Train manufacturer in China

China Northern Locomotive & Rolling Stock Industry (Group) Corporation commonly known as CNR Group was a Chinese locomotive and rolling stock manufacturer, and later holding company of China CNR.

CNR Group merged with CSR Group in 2015 to form CRRC.
==History==
In 1986 the China National Railway Locomotive & Rolling Stock Industry Corporation (LORIC) was formed, comprising 35 production sites and 4 research centres. In 2002 the China Northern Locomotive & Rolling Stock Industry (Group) Corporation was spin-off from LORIC. Its main competitor, the China South Locomotive and Rolling Stock Industry (Group) Corporation was formed in the same year. Both CNR Group and CSR Group were also transferred from the Ministry of Railways to the State-owned Assets Supervision and Administration Commission of the State Council at that time.
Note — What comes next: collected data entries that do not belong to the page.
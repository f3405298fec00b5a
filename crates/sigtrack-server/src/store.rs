//! Collaborator seams for the gateway, plus an in-memory store.
//!
//! `AccessPolicy` and `ScopeStore` are the two interfaces the core consumes:
//! permission checks before honoring a subscribe, and scope-filtered reads
//! for `initial_data`. `MemoryStore` implements the read side over process
//! memory with cache read-through, and a write side that commits a record
//! and then runs the invalidate-then-dispatch protocol via the publisher.

use std::collections::HashMap;
use std::sync::Arc;
use std::time::Duration;

use async_trait::async_trait;
use parking_lot::Mutex;
use sigtrack_cache::TagCache;
use sigtrack_core::{EntityType, MutationEvent, ScopeKey, Signature, Wormhole};
use tracing::{debug, warn};

use crate::publish::MutationPublisher;

/// How long scope snapshots stay cached without being invalidated.
const SNAPSHOT_TTL: Duration = Duration::from_secs(300);

/// Storage failure surfaced to the gateway.
#[derive(Debug, thiserror::Error)]
pub enum StoreError {
    #[error("storage backend error: {0}")]
    Backend(String),
}

/// Everything a freshly subscribed client needs to render the scope.
#[derive(Clone, Debug, Default, PartialEq)]
pub struct ScopeSnapshot {
    pub signatures: Vec<Signature>,
    pub wormholes: Vec<Wormhole>,
}

/// Permission check consulted before honoring a `subscribe`.
#[async_trait]
pub trait AccessPolicy: Send + Sync {
    /// Whether `user_id` (if authenticated) may watch `scope`.
    async fn has_access(&self, scope: &ScopeKey, user_id: Option<i64>) -> bool;
}

/// Permits any non-empty mask. Stands in for the real permission
/// collaborator, which resolves owner/admin masks elsewhere.
pub struct OpenAccess;

#[async_trait]
impl AccessPolicy for OpenAccess {
    async fn has_access(&self, scope: &ScopeKey, _user_id: Option<i64>) -> bool {
        !scope.mask_id.is_empty()
    }
}

/// Read path used to populate `initial_data`.
#[async_trait]
pub trait ScopeStore: Send + Sync {
    /// All records visible to `scope`.
    async fn query_by_scope(&self, scope: &ScopeKey) -> Result<ScopeSnapshot, StoreError>;
}

#[derive(Default)]
struct Records {
    signatures: HashMap<i64, Signature>,
    wormholes: HashMap<i64, Wormhole>,
}

/// In-memory record store with cache read-through and publish-on-commit.
pub struct MemoryStore {
    records: Mutex<Records>,
    publisher: Arc<MutationPublisher>,
}

impl MemoryStore {
    /// Create an empty store that publishes through `publisher`.
    pub fn new(publisher: Arc<MutationPublisher>) -> Self {
        Self {
            records: Mutex::new(Records::default()),
            publisher,
        }
    }

    fn snapshot_key(scope: &ScopeKey) -> String {
        format!("snapshot:{}", scope.canonical())
    }

    fn collect_snapshot(&self, scope: &ScopeKey) -> ScopeSnapshot {
        let records = self.records.lock();
        let signatures = records
            .signatures
            .values()
            .filter(|sig| sig.system_id == scope.system_id && sig.mask_id == scope.mask_id)
            .cloned()
            .collect();
        let wormholes = records
            .wormholes
            .values()
            .filter(|wh| wh.connects(scope.system_id) && wh.mask_id == scope.mask_id)
            .cloned()
            .collect();
        ScopeSnapshot {
            signatures,
            wormholes,
        }
    }

    /// Create or replace a signature, then invalidate and broadcast. Returns
    /// the number of connections notified.
    pub fn put_signature(&self, signature: Signature) -> usize {
        let scope = ScopeKey::new(signature.mask_id.clone(), signature.system_id);
        let payload = match serde_json::to_value(&signature) {
            Ok(value) => value,
            Err(error) => {
                warn!(%error, "failed to serialize signature");
                return 0;
            }
        };
        {
            let mut records = self.records.lock();
            let _ = records.signatures.insert(signature.id, signature);
        }
        self.publisher
            .publish(&MutationEvent::upsert(scope, EntityType::Signature, payload))
    }

    /// Delete a signature by id within a mask. No-op for unknown ids.
    pub fn delete_signature(&self, id: i64, mask_id: &str) -> usize {
        let removed = {
            let mut records = self.records.lock();
            match records.signatures.get(&id) {
                Some(sig) if sig.mask_id == mask_id => records.signatures.remove(&id),
                _ => None,
            }
        };
        let Some(signature) = removed else {
            return 0;
        };
        let scope = ScopeKey::new(signature.mask_id, signature.system_id);
        self.publisher.publish(&MutationEvent::delete(
            scope,
            EntityType::Signature,
            serde_json::json!({"id": id}),
        ))
    }

    /// Create or replace a wormhole, broadcasting on the from-system scope.
    pub fn put_wormhole(&self, wormhole: Wormhole) -> usize {
        let scope = ScopeKey::new(wormhole.mask_id.clone(), wormhole.from_system_id);
        let payload = match serde_json::to_value(&wormhole) {
            Ok(value) => value,
            Err(error) => {
                warn!(%error, "failed to serialize wormhole");
                return 0;
            }
        };
        {
            let mut records = self.records.lock();
            let _ = records.wormholes.insert(wormhole.id, wormhole);
        }
        self.publisher
            .publish(&MutationEvent::upsert(scope, EntityType::Wormhole, payload))
    }

    /// Delete a wormhole by id within a mask. No-op for unknown ids.
    pub fn delete_wormhole(&self, id: i64, mask_id: &str) -> usize {
        let removed = {
            let mut records = self.records.lock();
            match records.wormholes.get(&id) {
                Some(wh) if wh.mask_id == mask_id => records.wormholes.remove(&id),
                _ => None,
            }
        };
        let Some(wormhole) = removed else {
            return 0;
        };
        let scope = ScopeKey::new(wormhole.mask_id, wormhole.from_system_id);
        self.publisher.publish(&MutationEvent::delete(
            scope,
            EntityType::Wormhole,
            serde_json::json!({"id": id}),
        ))
    }
}

#[async_trait]
impl ScopeStore for MemoryStore {
    async fn query_by_scope(&self, scope: &ScopeKey) -> Result<ScopeSnapshot, StoreError> {
        let cache = self.publisher.cache();
        let key = Self::snapshot_key(scope);

        if let Some(cached) = cache.get(&key) {
            if let Ok(snapshot) = serde_json::from_value::<CachedSnapshot>(cached) {
                debug!(scope = %scope, "snapshot served from cache");
                return Ok(snapshot.into());
            }
            // Unparseable entry: drop it and fall through to a fresh read
            let _ = cache.remove(&key);
        }

        let snapshot = self.collect_snapshot(scope);
        let cached = CachedSnapshot::from(&snapshot);
        match serde_json::to_value(&cached) {
            Ok(value) => {
                cache.insert(key.clone(), value, Some(SNAPSHOT_TTL));
                cache.record(scope.system_tag(), key.clone());
                cache.record(scope.mask_tag(), key);
            }
            Err(error) => warn!(%error, "failed to cache scope snapshot"),
        }
        Ok(snapshot)
    }
}

/// Serialized form of a snapshot as stored in the cache.
#[derive(serde::Serialize, serde::Deserialize)]
struct CachedSnapshot {
    signatures: Vec<Signature>,
    wormholes: Vec<Wormhole>,
}

impl From<&ScopeSnapshot> for CachedSnapshot {
    fn from(snapshot: &ScopeSnapshot) -> Self {
        Self {
            signatures: snapshot.signatures.clone(),
            wormholes: snapshot.wormholes.clone(),
        }
    }
}

impl From<CachedSnapshot> for ScopeSnapshot {
    fn from(cached: CachedSnapshot) -> Self {
        Self {
            signatures: cached.signatures,
            wormholes: cached.wormholes,
        }
    }
}

#[cfg(test)]
mod tests {
    use super::*;
    use chrono::{TimeZone, Utc};

    use crate::dispatch::BroadcastDispatcher;
    use crate::registry::ConnectionRegistry;

    fn scope() -> ScopeKey {
        ScopeKey::new("1001.1", 30_000_142)
    }

    fn make_signature(id: i64, name: &str) -> Signature {
        let t = Utc.with_ymd_and_hms(2026, 8, 24, 12, 0, 0).unwrap();
        Signature {
            id,
            system_id: 30_000_142,
            signature_id: format!("SIG-{id:03}"),
            kind: "data".into(),
            name: name.into(),
            description: None,
            created_by: None,
            created_by_name: None,
            life_time: t,
            life_left: t,
            modified_time: t,
            mask_id: "1001.1".into(),
        }
    }

    fn make_wormhole(id: i64, from: i64, to: i64) -> Wormhole {
        let t = Utc.with_ymd_and_hms(2026, 8, 24, 12, 0, 0).unwrap();
        Wormhole {
            id,
            from_system_id: from,
            to_system_id: to,
            signature_id: format!("WH-{id:03}"),
            kind: "K162".into(),
            life: 1.0,
            mass: 0,
            created_by: None,
            created_by_name: None,
            created_time: t,
            modified_time: t,
            mask_id: "1001.1".into(),
        }
    }

    fn setup() -> (Arc<ConnectionRegistry>, Arc<TagCache>, MemoryStore) {
        let registry = Arc::new(ConnectionRegistry::new(16));
        let cache = Arc::new(TagCache::new());
        let dispatcher = Arc::new(BroadcastDispatcher::new(Arc::clone(&registry)));
        let publisher = Arc::new(MutationPublisher::new(Arc::clone(&cache), dispatcher));
        let store = MemoryStore::new(publisher);
        (registry, cache, store)
    }

    #[tokio::test]
    async fn open_access_denies_empty_mask() {
        let policy = OpenAccess;
        assert!(policy.has_access(&scope(), None).await);
        assert!(!policy.has_access(&ScopeKey::new("", 30_000_142), None).await);
    }

    #[tokio::test]
    async fn query_filters_by_scope() {
        let (_registry, _cache, store) = setup();
        let _ = store.put_signature(make_signature(1, "in scope"));
        let mut other = make_signature(2, "other system");
        other.system_id = 30_000_148;
        let _ = store.put_signature(other);
        let mut foreign = make_signature(3, "other mask");
        foreign.mask_id = "2002.1".into();
        let _ = store.put_signature(foreign);

        let snapshot = store.query_by_scope(&scope()).await.unwrap();
        assert_eq!(snapshot.signatures.len(), 1);
        assert_eq!(snapshot.signatures[0].name, "in scope");
    }

    #[tokio::test]
    async fn wormholes_match_on_either_end() {
        let (_registry, _cache, store) = setup();
        let _ = store.put_wormhole(make_wormhole(1, 30_000_142, 31_000_001));
        let _ = store.put_wormhole(make_wormhole(2, 31_000_001, 30_000_142));
        let _ = store.put_wormhole(make_wormhole(3, 31_000_001, 31_000_002));

        let snapshot = store.query_by_scope(&scope()).await.unwrap();
        let mut ids: Vec<i64> = snapshot.wormholes.iter().map(|wh| wh.id).collect();
        ids.sort_unstable();
        assert_eq!(ids, vec![1, 2]);
    }

    #[tokio::test]
    async fn snapshot_is_cached_and_tagged() {
        let (_registry, cache, store) = setup();
        let _ = store.put_signature(make_signature(1, "cached"));

        let _ = store.query_by_scope(&scope()).await.unwrap();
        assert!(cache.get("snapshot:1001.1_30000142").is_some());

        // Invalidating the system tag clears the snapshot
        let _ = cache.invalidate("system:30000142");
        assert!(cache.get("snapshot:1001.1_30000142").is_none());
    }

    #[tokio::test]
    async fn write_invalidates_cached_snapshot() {
        let (_registry, _cache, store) = setup();
        let _ = store.put_signature(make_signature(1, "before"));
        let first = store.query_by_scope(&scope()).await.unwrap();
        assert_eq!(first.signatures[0].name, "before");

        // Commit a change; the publish path must drop the cached snapshot
        let _ = store.put_signature(make_signature(1, "after"));
        let second = store.query_by_scope(&scope()).await.unwrap();
        assert_eq!(second.signatures[0].name, "after");
    }

    #[tokio::test]
    async fn put_signature_broadcasts_to_scope() {
        let (registry, _cache, store) = setup();
        let (id, mut rx) = registry.accept();
        registry.subscribe(&id, scope()).unwrap();

        assert_eq!(store.put_signature(make_signature(1, "fresh")), 1);
        let frame = rx.try_recv().unwrap();
        assert!(frame.contains(r#""action":"update""#));
        assert!(frame.contains(r#""type":"signature""#));
    }

    #[tokio::test]
    async fn delete_signature_broadcasts_marker() {
        let (registry, _cache, store) = setup();
        let _ = store.put_signature(make_signature(5, "doomed"));
        let (id, mut rx) = registry.accept();
        registry.subscribe(&id, scope()).unwrap();

        assert_eq!(store.delete_signature(5, "1001.1"), 1);
        let frame = rx.try_recv().unwrap();
        assert!(frame.contains(r#""deleted":true"#));
    }

    #[tokio::test]
    async fn delete_unknown_signature_is_noop() {
        let (_registry, _cache, store) = setup();
        assert_eq!(store.delete_signature(99, "1001.1"), 0);
    }

    #[tokio::test]
    async fn delete_respects_mask() {
        let (_registry, _cache, store) = setup();
        let _ = store.put_signature(make_signature(5, "kept"));
        assert_eq!(store.delete_signature(5, "2002.1"), 0);
        let snapshot = store.query_by_scope(&scope()).await.unwrap();
        assert_eq!(snapshot.signatures.len(), 1);
    }

    #[tokio::test]
    async fn delete_wormhole_roundtrip() {
        let (_registry, _cache, store) = setup();
        let _ = store.put_wormhole(make_wormhole(7, 30_000_142, 31_000_001));
        let _ = store.delete_wormhole(7, "1001.1");
        let snapshot = store.query_by_scope(&scope()).await.unwrap();
        assert!(snapshot.wormholes.is_empty());
    }
}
CNR Group carried out import and export orders between 1998 and 2005 through the LORIC Import & Export Corp., Ltd. The subsidiary CNR Logistic Development Corp., Ltd., established in 1998 deals with export sales of CNR vehicles and parts.

In November 2005, CNR Group signed a 669 million euro agreement with Siemens under CEO Klaus Kleinfeld that gave them access to the intellectual property jewels of the latter. The first of these trains were to run in 2008 on the Beijing-Tianjin route. Only the first three of 60 trains were to be built in Germany. The balance were built in Tangshan, Hebei Province at the plant which is now named CRRC Tangshan.

In 2008, a new Special purpose vehicle was incorporated, receiving major assets of the group and floated in both Shanghai and Hong Kong Stock Exchange. Some auxiliary assets of the group remained unlisted. The holding company also formed a new investment vehicle CNR Ship & Ocean Engineering Development in ship building. Chonghe Marine Industry was a minority shareholder in that vehicle .

In 2015 CNR Group absorbed CSR Group, and renamed to CRRC Group; the flagship subsidiaries, China CNR and CSR, also merged as CRRC.